If people are responding with responses like "it's ok to have it exposed" it's Pleaselike using Amazon...thank you but please refrain from responding as exposing administrative interfaces to routers fro. External network locations is not even close to the same thing as a publicly facing site.
I totally understand what you are saying. Just to clarify, are you actually able to login or is the router just displaying the username/password screen and would actually reject login attempts? If you are actually able to login to the router from an external network with remote management turned off, it should be marked as a security bug in firmware.
I cannot test this because I run the router in AP mode which greys out remote management.

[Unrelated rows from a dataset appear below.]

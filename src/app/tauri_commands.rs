// ==========================================
// 建筑材料清单系统 - Tauri 命令
// ==========================================
// 约定: 命令返回 Result<String, String>，载荷与错误都走 JSON
// 错误: {code, message}，与前端错误处理约定一致
// ==========================================

use std::path::Path;

use serde::{Deserialize, Serialize};

use crate::api::error::ApiError;
use crate::api::CreateBuildingRequest;
use crate::app::session::ChecklistSession;
use crate::app::state::AppState;
use crate::importer::{file_to_data_url, read_report_text};
use rust_i18n::t;

// ==========================================
// 公共工具：错误映射
// ==========================================

/// 错误响应（返回给前端）
#[derive(Debug, Clone, Serialize, Deserialize)]
struct ErrorResponse {
    /// 错误代码
    pub code: String,

    /// 错误消息
    pub message: String,
}

/// 将ApiError转换为JSON字符串（Tauri要求）
fn map_api_error(err: ApiError) -> String {
    let response = ErrorResponse {
        code: match &err {
            ApiError::InvalidInput(_) => "INVALID_INPUT",
            ApiError::NotFound(_) => "NOT_FOUND",
            ApiError::DatabaseError(_) => "DATABASE_ERROR",
            ApiError::ImportError(_) => "IMPORT_ERROR",
            ApiError::InternalError(_) => "INTERNAL_ERROR",
            ApiError::Other(_) => "OTHER_ERROR",
        }
        .to_string(),
        message: err.to_string(),
    };

    serde_json::to_string(&response)
        .unwrap_or_else(|_| format!("{{\"code\":\"INTERNAL_ERROR\",\"message\":\"{}\"}}", err))
}

/// 无编辑会话错误
fn no_session_error() -> String {
    map_api_error(ApiError::InvalidInput(t!("checklist.no_session").to_string()))
}

// ==========================================
// 建筑相关命令
// ==========================================

/// 注册建筑
///
/// 前端传文件路径（dialog-open 选取），
/// 报表文本与截图编码在后端完成。
#[tauri::command(rename_all = "snake_case")]
pub async fn create_building(
    state: tauri::State<'_, AppState>,
    name: String,
    x: String,
    y: String,
    z: String,
    schematic_path: String,
    materials_path: String,
    screenshot_path: Option<String>,
) -> Result<String, String> {
    let building_api = state.building_api.clone();

    let record = tauri::async_runtime::spawn_blocking(move || {
        let _perf = crate::perf::PerfGuard::new("ipc.create_building");

        let materials_text =
            read_report_text(Path::new(&materials_path)).map_err(ApiError::from)?;
        let screenshot_data_url = match &screenshot_path {
            Some(path) => Some(file_to_data_url(Path::new(path)).map_err(ApiError::from)?),
            None => None,
        };

        building_api.create_building(CreateBuildingRequest {
            name,
            x,
            y,
            z,
            schematic_file_name: file_name_of(&schematic_path),
            materials_file_name: file_name_of(&materials_path),
            materials_text,
            screenshot_data_url,
        })
    })
    .await
    .map_err(|e| format!("任务执行失败: {}", e))?
    .map_err(map_api_error)?;

    serde_json::to_string(&record).map_err(|e| format!("序列化失败: {}", e))
}

/// 查询建筑列表
#[tauri::command(rename_all = "snake_case")]
pub async fn list_buildings(state: tauri::State<'_, AppState>) -> Result<String, String> {
    let building_api = state.building_api.clone();
    let result = tauri::async_runtime::spawn_blocking(move || {
        let _perf = crate::perf::PerfGuard::new("ipc.list_buildings");
        building_api.list_buildings()
    })
    .await
    .map_err(|e| format!("任务执行失败: {}", e))?
    .map_err(map_api_error)?;

    serde_json::to_string(&result).map_err(|e| format!("序列化失败: {}", e))
}

/// 查询建筑详情
#[tauri::command(rename_all = "snake_case")]
pub async fn get_building(
    state: tauri::State<'_, AppState>,
    building_id: String,
) -> Result<String, String> {
    let result = state
        .building_api
        .get_building(&building_id)
        .map_err(map_api_error)?;

    serde_json::to_string(&result).map_err(|e| format!("序列化失败: {}", e))
}

// ==========================================
// 清单相关命令
// ==========================================

/// 打开清单编辑会话
///
/// 已存非空快照优先，否则按材料派生默认清单；
/// 打开不触发写入。解析不出任何材料时附带提示文案。
#[tauri::command(rename_all = "snake_case")]
pub async fn open_checklist(
    state: tauri::State<'_, AppState>,
    building_id: String,
) -> Result<String, String> {
    let _perf = crate::perf::PerfGuard::new("ipc.open_checklist");

    let building = state
        .building_api
        .get_building(&building_id)
        .map_err(map_api_error)?
        .ok_or_else(|| {
            map_api_error(ApiError::NotFound(format!("Building id={}", building_id)))
        })?;

    let session = ChecklistSession::open(&building);
    let response = checklist_response(&session);

    let mut guard = state.session.lock().map_err(|e| format!("锁获取失败: {}", e))?;
    *guard = Some(session);

    response
}

/// 翻转收集标记
///
/// 无匹配行是 no-op，不触发保存。
#[tauri::command(rename_all = "snake_case")]
pub async fn toggle_gathered(
    state: tauri::State<'_, AppState>,
    item: String,
) -> Result<String, String> {
    let mut guard = state.session.lock().map_err(|e| format!("锁获取失败: {}", e))?;
    let session = guard.as_mut().ok_or_else(no_session_error)?;

    if session.toggle_gathered(&item) {
        state.saver.schedule(&session.building_id, session.snapshot());
    }

    checklist_response(session)
}

/// 更新收集人
#[tauri::command(rename_all = "snake_case")]
pub async fn update_gathered_by(
    state: tauri::State<'_, AppState>,
    item: String,
    value: String,
) -> Result<String, String> {
    let mut guard = state.session.lock().map_err(|e| format!("锁获取失败: {}", e))?;
    let session = guard.as_mut().ok_or_else(no_session_error)?;

    if session.update_gathered_by(&item, &value) {
        state.saver.schedule(&session.building_id, session.snapshot());
    }

    checklist_response(session)
}

// ==========================================
// 语言设置命令
// ==========================================

/// 读取当前界面语言
#[tauri::command(rename_all = "snake_case")]
pub async fn get_app_locale(_state: tauri::State<'_, AppState>) -> Result<String, String> {
    Ok(crate::i18n::current_locale())
}

/// 设置界面语言并持久化
#[tauri::command(rename_all = "snake_case")]
pub async fn set_app_locale(
    state: tauri::State<'_, AppState>,
    locale: String,
) -> Result<String, String> {
    crate::i18n::set_locale(&locale);
    state
        .config
        .set_config_value("locale", &locale)
        .map_err(|e| map_api_error(ApiError::from(e)))?;
    Ok(locale)
}

// ==========================================
// 内部辅助
// ==========================================

/// 会话快照 → 前端响应 JSON
fn checklist_response(session: &ChecklistSession) -> Result<String, String> {
    let notice = if session.rows.is_empty() {
        Some(t!("checklist.parse_empty").to_string())
    } else {
        None
    };

    let payload = serde_json::json!({
        "buildingId": session.building_id,
        "rows": session.rows,
        "totals": session.totals(),
        "notice": notice,
    });

    serde_json::to_string(&payload).map_err(|e| format!("序列化失败: {}", e))
}

/// 从路径提取文件名
fn file_name_of(path: &str) -> String {
    Path::new(path)
        .file_name()
        .map(|n| n.to_string_lossy().into_owned())
        .unwrap_or_else(|| path.to_string())
}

If you have a fixed WAN address from your ISP it probably isnt difficult for someone to find out your specific IP address.
However, I'd imagine there are lots of tools out there that would just cycle through random IP address & look for an active responce.
If the router responds to a request for WAN IP & opens a login page then you are wide open to a brute force attack.
Accepted, someone could only modify your router settings & mess up your network but I guess they can also see connected devices, change your password, open ports, enable port forwarding etc.
If the router is set to "Remote Management Disabled" then I, like the OP, would not expect the router to respond at all from outside the local network....
Have things changed with the new firmware update? 1.0.1.108? As said if you can actually log in then report this as a security bug ASAP, if you can just but see a HTTP login but cant actually log into the router itself then as much of a pain as it is you are going to have to wait till netgear decides to use HTTPS. Contact them as many of us have and complain.